Ja, arts kann man sich sparen. Ich habe in meinem KDE 3.4 ebenfalls kein arts.

----------

## Tinitus

 *Hilefoks wrote:*   

> Ja, arts kann man sich sparen. Ich habe in meinem KDE 3.4 ebenfalls kein arts.

 

Kannst Du noch einen Tipp geben auf was man achten muß bzw. wie das am Besten geht?

G. R.

----------

## Lenz

 *Hilefoks wrote:*   

> Ja, arts kann man sich sparen. Ich habe in meinem KDE 3.4 ebenfalls kein arts.

 

Hab's mir jetzt auch ohne arts gebaut, leider gehen nun die Systemsounds nicht mehr. Ist das normal? Außerdem lassen sich leider nützliche Pakete wie metabar und kickpim trotz Useflag-Schalter "-arts" nicht mit diesem bauen.

Ansonsten gefällt mir KDE 3.5 sehr gut. Vor allem kommt es mir so vor als wäre es wieder einen Tick schneller geworden.

----------

## DocterD

Systemsounds gehen auch mit Arts. Einfach im Systemnotify Menü einen externen Player wie z.B. Sox angeben.

Ich habe mit Arts kompiliert aber es abgeschaltet, weil ohne Arts die Video Preview nicht funktioniert

----------

## tango

Vielleicht eine blöde Frage aber woher nehmt ihr dann den Sound ?

Ich kann bei Alsa immer nur eine Soundquelle aktiviert haben..

tango

----------

## Lenz

Das hängt von der Soundkarte ab. Meine Soundblaster Live! kann Hardware-Mixing, da geht das auch ohne aRts. Bei billigeren Karten (vor allem On-Board-Chips) ist dies nicht möglich, da brauchst du einen Sound-Daemon. Muss aber nicht unbedingt aRts sein.

----------

## tango

Ok das mit dem Hardware Mixing war mir bereits bekannt.

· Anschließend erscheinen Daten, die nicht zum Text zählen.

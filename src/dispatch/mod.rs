//! 命令分发模块
//!
//! 为每个目标启动一个独立任务执行同一条命令，等待全部完成后返回。
//! 执行器从不返回错误，因此分发器本身不包含任何按任务的错误处理逻辑，
//! 只负责并发编排和完成跟踪。

use std::sync::Arc;

use async_trait::async_trait;
use futures::stream::{FuturesUnordered, StreamExt};
use tracing::{debug, error, info_span, Instrument};
use uuid::Uuid;

use common::{ExecError, ExecutionOutcome, OutcomeStatus, RunResult, TargetDescriptor};

use crate::concurrency::ConcurrencyLimiter;
use crate::telemetry;

/// 远程执行器
///
/// 实现必须把所有失败记录在返回的 ExecutionOutcome 中，不得 panic 或返回错误。
#[async_trait]
pub trait RemoteExecutor: Send + Sync {
    async fn execute(&self, target: Arc<TargetDescriptor>, command: &str) -> ExecutionOutcome;
}

/// 命令分发器
pub struct Dispatcher {
    executor: Arc<dyn RemoteExecutor>,
    limiter: ConcurrencyLimiter,
}

impl Dispatcher {
    /// 创建分发器，默认不限制并发
    pub fn new(executor: Arc<dyn RemoteExecutor>) -> Self {
        Self {
            executor,
            limiter: ConcurrencyLimiter::unbounded(),
        }
    }

    /// 设置并发上限
    pub fn with_limiter(mut self, limiter: ConcurrencyLimiter) -> Self {
        self.limiter = limiter;
        self
    }

    /// 对全部目标执行命令，按完成顺序回调 `on_outcome`，全部完成后返回
    ///
    /// 没有提前退出，也没有整体超时：某个目标的命令一直不返回时，本方法也不会返回。
    pub async fn dispatch<F>(
        &self,
        targets: Vec<TargetDescriptor>,
        command: &str,
        mut on_outcome: F,
    ) -> RunResult
    where
        F: FnMut(&ExecutionOutcome),
    {
        let batch_id = Uuid::new_v4();
        let total = targets.len();
        let span = info_span!("batch", batch_id = %batch_id, targets = total);

        async move {
            let command: Arc<str> = Arc::from(command);
            let mut pending = FuturesUnordered::new();

            for target in targets {
                let target = Arc::new(target);
                let task_target = target.clone();
                let executor = self.executor.clone();
                let limiter = self.limiter.clone();
                let command = command.clone();

                let handle = tokio::spawn(
                    async move {
                        let _permit = limiter.acquire().await;
                        executor.execute(task_target, &command).await
                    }
                    .in_current_span(),
                );

                pending.push(async move {
                    match handle.await {
                        Ok(outcome) => outcome,
                        Err(e) => {
                            error!(host = %target.host, error = %e, "Execution task aborted");
                            ExecutionOutcome::failure(target, ExecError::TaskAborted(e.to_string()), "")
                        }
                    }
                });
            }

            debug!(
                targets = total,
                max_concurrency = ?self.limiter.limit(),
                "Batch dispatched"
            );

            let mut result = RunResult::default();
            while let Some(outcome) = pending.next().await {
                telemetry::record_outcome(&outcome);
                on_outcome(&outcome);
                result.push(outcome);
            }

            debug!(
                targets = total,
                succeeded = result.count(OutcomeStatus::Success),
                connect_failed = result.count(OutcomeStatus::ConnectFailed),
                session_failed = result.count(OutcomeStatus::SessionFailed),
                command_failed = result.count(OutcomeStatus::CommandFailed),
                "Batch complete"
            );

            result
        }
        .instrument(span)
        .await
    }
}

Leider hat man da nicht so viel Auswahl, bin auch mit artsd sehr zufrieden.

tango

----------

## Hilefoks

 *Lenz wrote:*   

> Bei billigeren Karten (vor allem On-Board-Chips) ist dies nicht möglich, da brauchst du einen Sound-Daemon. Muss aber nicht unbedingt aRts sein.

 

Das ist so nicht ganz war. Es stimmt zwar das wirklich billige Karten kein Hardware-Mixing unterstützen. Allerdings tun dies die meisten heute verbauten Chips auf Motherboards schon. Ich habe z.B. u.A. ein Nforce2 Ultra Board und dort funktioniert es auch ohne Sound-Daemon wunderbar.

Mfg Hilefoks

----------

## energyman76b

 *Lenz wrote:*   

> Das hängt von der Soundkarte ab. Meine Soundblaster Live! kann Hardware-Mixing, da geht das auch ohne aRts. Bei billigeren Karten (vor allem On-Board-Chips) ist dies nicht möglich, da brauchst du einen Sound-Daemon. Muss aber nicht unbedingt aRts sein.

 

das stimmt nicht. Wenn die billigen Teile von alsa ordentlich unterstützt werden, kann dmix das Mixen übernehmen.

Kurz gesagt: sound-daemonen aller Art sind überflüssig wie ein Kropf und hätten nie geschrieben werden sollen - dann wäre die Welt ein schönerer Ort.

----------

## Hilefoks

@energyman76b: wie recht du hast: Dmix! Allerdings hast du unrecht damit das Sound-Daemons unsinnig sind. Speziell Arts bietet einiges an Mehrwert - wie der Name Analog Realtime Synthesizer auch schon verdeutlicht. Natürlich sind solche Funktionen für einen Otto-Normal User weniger von Interesse - der Musiker unter den KDE-Anwendern wird sich aber freuen.  :Wink: 

aRts Projekt Page

Mfg Hilefoks

----------

## energyman76b

Hi,

für einige mag arts ja wirklich was bringen.

Aber in all den Jahren, die ich KDE benutzte, hat mich arts nur genervt und für Ärger gesorgt (und in den schwachen Momenten in denen esd lief, war es nicht viel besser).

Für Ottonormalverbraucher wäre ein Abschied von den sound-Dämonen wohl mehr als erleichternd - und wer sie wirklich will, soll sie halt installieren.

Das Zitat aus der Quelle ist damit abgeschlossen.